In the Irish Times on Thursday 9th January there was an article/opinion piece published, it's author, Eamonn McCann. The article 'Bankers getting a legal high from the authorities’ unwillingness to prosecute'. The article had the subheading Opinion: It is highly implausible that branch managers were unaware that they were being used to launder drugs money.

In 2010 Republican grouping- 'Republican Action Against Drugs' entered a shop in Derry City Centre and shot the owner Ray Coyle for selling 'legal highs'. This is not in any shape form or fashion to attempt to justify the brutal shooting of Ray Coyle. At the time there were a number of protests in Derry, when politicians came out and rightly condemned the shooting of Mr Coyle.

The funny thing, not one of them condemned that Mr Coyle was selling so called 'legal highs', and lets be honest some of these 'legal high's' are described as 'bath salts' or 'plant food' whilst others have been found to have been labelled 'not for human consumption'.

It is highly implausible that Mr Coyle didn't know what he was selling, and the purpose it was being used for. Mr Coyle was intested only in the money that lined his pockets regardless of the misery caused by what he was selling. 

Eamonn McCann said after the shooting with regard to Mr Coyle 'he did sell legal highs, which as he points out is perfectly legal'. Considering that context maybe Eamonn McCann will explain what law Raytheon broke?

There are many things that may be legal but are immoral such as the selling of legal highs, or the legalised extortion of payday lenders. So the question is should a blind eye be turned?

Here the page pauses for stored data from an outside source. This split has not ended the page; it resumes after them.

#[cfg(test)]
mod tests {
    use super::*;
    use crate::world::block::Block;
    use crate::world::chunk_coord::ChunkPosition;
    use std::collections::HashSet;

    fn chunk_with(blocks: &[(i32, i32, i32, BlockType)]) -> Chunk {
        let mut chunk = Chunk::new(ChunkPosition::new(0, 0));
        for (x, y, z, ty) in blocks {
            chunk.set_block(*x, *y, *z, Block::new(*ty));
        }
        chunk
    }

    fn normal_of(vertices: &[f32]) -> Vec3 {
        let p = |i: usize| {
            let o = i * FLOATS_PER_VERTEX;
            Vec3::new(vertices[o], vertices[o + 1], vertices[o + 2])
        };
        (p(1) - p(0)).cross(p(2) - p(0)).normalize()
    }

    #[test]
    fn test_empty_chunk_has_no_vertices() {
        let chunk = Chunk::new(ChunkPosition::new(0, 0));
        let mesh = chunk.build_mesh(None);
        assert!(mesh.is_empty());
        assert_eq!(mesh.quad_count, 0);
    }

    #[test]
    fn test_single_block_has_six_quads() {
        let chunk = chunk_with(&[(3, 3, 3, BlockType::Stone)]);
        let mesh = chunk.build_mesh(None);
        assert_eq!(mesh.quad_count, 6);
        assert_eq!(mesh.vertex_count(), 36);
        assert_eq!(mesh.as_bytes().len(), 36 * FLOATS_PER_VERTEX * 4);
    }

    #[test]
    fn test_slab_top_merges_into_one_quad() {
        let mut blocks = Vec::new();
        for x in 0..4 {
            for z in 0..3 {
                blocks.push((x, 10, z, BlockType::Stone));
            }
        }
        let chunk = chunk_with(&blocks);
        let quads = greedy_quads(&chunk, |_| true);

        let tops: Vec<_> = quads.iter().filter(|q| q.axis == 1 && q.positive).collect();
        assert_eq!(tops.len(), 1);
        assert_eq!(tops[0].width, 3);
        assert_eq!(tops[0].height, 4);
        assert_eq!(tops[0].origin, IVec3::new(0, 11, 0));
        assert_eq!(quads.len(), 6);
    }

    #[test]
    fn test_different_types_do_not_merge() {
        let chunk = chunk_with(&[
            (0, 5, 0, BlockType::Stone),
            (1, 5, 0, BlockType::Stone),
            (2, 5, 0, BlockType::Dirt),
        ]);
        let quads = greedy_quads(&chunk, |_| true);
        let tops = quads.iter().filter(|q| q.axis == 1 && q.positive).count();
        assert_eq!(tops, 2);
    }

    #[test]
    fn test_face_rules() {
        assert!(face_between(BlockType::Stone, BlockType::Air));
        assert!(face_between(BlockType::Stone, BlockType::Glass));
        assert!(!face_between(BlockType::Glass, BlockType::Stone));
        assert!(!face_between(BlockType::Glass, BlockType::Glass));
        assert!(face_between(BlockType::Water, BlockType::Air));
        assert!(!face_between(BlockType::Air, BlockType::Stone));
        assert!(!face_between(BlockType::Stone, BlockType::Dirt));
    }

    #[test]
    fn test_winding_faces_outward() {
        let chunk = chunk_with(&[(3, 3, 3, BlockType::Stone)]);
        let quads = greedy_quads(&chunk, |_| true);
        for quad in &quads {
            let mut vertices = Vec::new();
            quad.push_vertices(&mut vertices, false);
            let expected = quad.face().normal().as_vec3();
            assert!(normal_of(&vertices).abs_diff_eq(expected, 1e-5), "{:?}", quad);
        }
    }

    #[test]
    fn test_block_face_path_matches_greedy_for_lone_block() {
        let chunk = chunk_with(&[(8, 20, 8, BlockType::Grass)]);
        let vertices = chunk.build_block_mesh(8, 20, 8);
        assert_eq!(vertices.len(), 6 * VERTICES_PER_QUAD * FLOATS_PER_VERTEX);

        let buried = {
            let mut blocks = vec![(8, 20, 8, BlockType::Stone)];
            for face in BlockFace::ALL {
                let n = IVec3::new(8, 20, 8) + face.normal();
                blocks.push((n.x, n.y, n.z, BlockType::Dirt));
            }
            chunk_with(&blocks)
        };
        assert!(buried.build_block_mesh(8, 20, 8).is_empty());
    }

    #[test]
    fn test_neighbor_chunk_hides_border_face() {
        let center = chunk_with(&[(15, 10, 4, BlockType::Stone)]);
        let east = chunk_with(&[(0, 10, 4, BlockType::Stone)]);

        let alone = ChunkNeighborhood::new(&center, [None; 4]);
        let joined = ChunkNeighborhood::new(&center, [Some(&east), None, None, None]);

        let east_faces = |quads: Vec<Quad>| {
            quads.iter().filter(|q| q.axis == 0 && q.positive).count()
        };
        assert_eq!(east_faces(greedy_quads(&alone, |_| true)), 1);
        assert_eq!(east_faces(greedy_quads(&joined, |_| true)), 0);
    }

    #[test]
    fn test_visible_filter() {
        let chunk = chunk_with(&[(1, 1, 1, BlockType::Stone), (5, 1, 5, BlockType::Stone)]);
        let visible: HashSet<IVec3> = [IVec3::new(1, 1, 1)].into_iter().collect();
        let mesh = chunk.build_mesh(Some(&visible));
        assert_eq!(mesh.quad_count, 6);
    }

    #[test]
    fn test_block_face_uvs_stay_in_atlas_tile() {
        let chunk = chunk_with(&[(3, 3, 3, BlockType::Bedrock)]);
        let vertices = chunk.build_block_mesh(3, 3, 3);
        assert!(!vertices.is_empty());

        let tile = 1.0 / 16.0;
        for vertex in vertices.chunks_exact(FLOATS_PER_VERTEX) {
            let texture = vertex[5] as u16;
            let [ou, ov] = atlas_offset(texture);
            assert!(vertex[3] >= ou && vertex[3] <= ou + tile, "u {} for {}", vertex[3], texture);
            assert!(vertex[4] >= ov && vertex[4] <= ov + tile, "v {} for {}", vertex[4], texture);
        }
        let first = &vertices[..FLOATS_PER_VERTEX];
        assert_eq!(first[5] as u16, BlockType::Bedrock.texture(BlockFace::Top));
        assert_ne!(atlas_offset(first[5] as u16), [0.0, 0.0]);
    }

    #[test]
    fn test_atlas_offset() {
        assert_eq!(atlas_offset(0), [0.0, 0.0]);
        assert_eq!(atlas_offset(17), [1.0 / 16.0, 1.0 / 16.0]);
    }
}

How many desperate people in debt have turned to payday lenders? In July 2013 Citizens Advice Chief Executive Gillian Guy described some of the payday loan problems reported to the national charity in the previous month as ‘absolutely horrifying’ as borrowers face losing their jobs, homes and one person said they contemplated suicide. 

So why has McCann or any of the politicians not led a campaign against payday lenders in Derry City centre? Or why has McCann or any of the politicians not led a campaign against the selling of legal highs?

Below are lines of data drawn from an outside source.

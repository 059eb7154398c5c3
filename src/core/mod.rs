//! World manager
pub mod world;

pub use world::{spawn_position_for_seed, CallbackId, World, WorldStatistics};
use crate::config::{ChunkSysConfig, EngineConfig};
use crate::utils::error::{Result, StorageError};
use crate::utils::math::ViewFrustum;
use crate::world::block::{Block, BlockType};
use crate::world::chunk::{Chunk, CHUNK_DEPTH, CHUNK_HEIGHT, CHUNK_WIDTH};
use crate::world::chunk_coord::ChunkPosition;
use crate::world::generator::TerrainGenerator;
use crate::world::light::LightEngine;
use crate::world::mesh::{greedy_quads, ChunkMesh, ChunkNeighborhood};
use crate::world::pool::{ChunkEvent, ChunkLoader, ChunkProducer, SharedChunk};
use crate::world::storage::{self, WorldMeta};
use glam::{IVec2, IVec3};
use log::{debug, info, warn};
use rand::{Rng, SeedableRng};
use rand_chacha::ChaCha12Rng;
use serde::Serialize;
use std::collections::{BTreeMap, HashMap, HashSet};
use std::fs;
use std::path::{Path, PathBuf};
use std::sync::Arc;

pub const DAY_LENGTH: f64 = 24000.0;
/// Game ticks per real second.
pub const TICKS_PER_SECOND: f64 = 20.0;
pub const WEATHER_RAMP_PER_SECOND: f32 = 0.1;
const DAWN_TIME: f64 = 6000.0;
const SPAWN_RANGE: i32 = 1000;

pub type UpdateCallback = Box<dyn FnMut(f64) + Send>;

/// Handle returned by [`World::add_update_callback`].
#[derive(Debug, Clone, Copy, PartialEq, Eq, Hash)]
pub struct CallbackId(u64);

#[derive(Debug, Clone, Serialize)]
pub struct WorldStatistics {
    pub seed: i64,
    pub chunk_count: usize,
    pub time_of_day: f64,
    pub is_day: bool,
    pub is_raining: bool,
    pub is_thundering: bool,
    pub rain_intensity: f32,
    pub thunder_intensity: f32,
    pub block_counts: BTreeMap<String, usize>,
}

/// Spawn column for a seed: two draws in [-1000, 1000] from a ChaCha stream.
pub fn spawn_position_for_seed(seed: i64) -> IVec2 {
    let mut rng = ChaCha12Rng::seed_from_u64(seed as u64);
    let x = rng.gen_range(-SPAWN_RANGE..=SPAWN_RANGE);
    let z = rng.gen_range(-SPAWN_RANGE..=SPAWN_RANGE);
    IVec2::new(x, z)
}

/// Owns every loaded chunk and the global clock/weather state. Chunks are
/// materialized on first access, either from disk or from the seed.
pub struct World {
    seed: i64,
    save_dir: PathBuf,
    chunksys: ChunkSysConfig,
    terrain: Arc<TerrainGenerator>,
    light: LightEngine,
    loader: ChunkLoader,
    spawn: IVec2,
    time_of_day: f64,
    is_raining: bool,
    is_thundering: bool,
    rain_intensity: f32,
    thunder_intensity: f32,
    tick_rng: ChaCha12Rng,
    tick_cursor: usize,
    update_callbacks: Vec<(CallbackId, UpdateCallback)>,
    next_callback_id: u64,
}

McCann said in his defence on the events at the Raytheon office, that their defence was not a moral one but a political one. In the case of people selling 'legal highs' I would argue that there is a moral case for protests to be staged at their place of business, just as I would argue that it would be acceptable to protest at doors of payday lenders. 


There's an election on the way and no doubt McCann or one of his cronies will set up a new party with a new acronym and encourage people to waste their vote. So if they call to your door ask  what their position is on the selling of 'legal highs' and will they take a moral stance on this? or are they happy to support the blatant capitalism of 'head shops'? 

Furthemore there is a political case to be made for the politicians and the political parties who protested at the brutal shooting of Ray Coyle to stand up and be counted in putting pressure on shops to stop peddling so called 'legal highs'. Just as they would need to stand up and put an end to payday loan companies.

But knowing some of the politicians in Northern Iron, they could well be leasing some of their properties to these very same businesses. Nothing would surprise me.

"The shop has been there for many years", journalist and socialist campaigner Eamonn McCann told UTV."It sells clothes and it sells jewellery and so forth, and true he did sell legal highs, which as he points out is perfectly legal" (UTV)

"Regardless of what interpretation and rationale they put on the attack on this man, it's wrong and it shouldn't have happened", Sinn Fein MLA Martina Anderson (UTV)

"Having spoken to the Police, they've told me this man was doing nothing illegal, nothing at all illegal, and who are these people to say that he has been doing things that are wrong?" Jim Roddy, City Centre Manager (UTV)

The true face of legal highs 
 Jimmy Guichard lying in his Dartford hospital bed minutes before his death after taking legal highs. ths could be your child, it could be my child.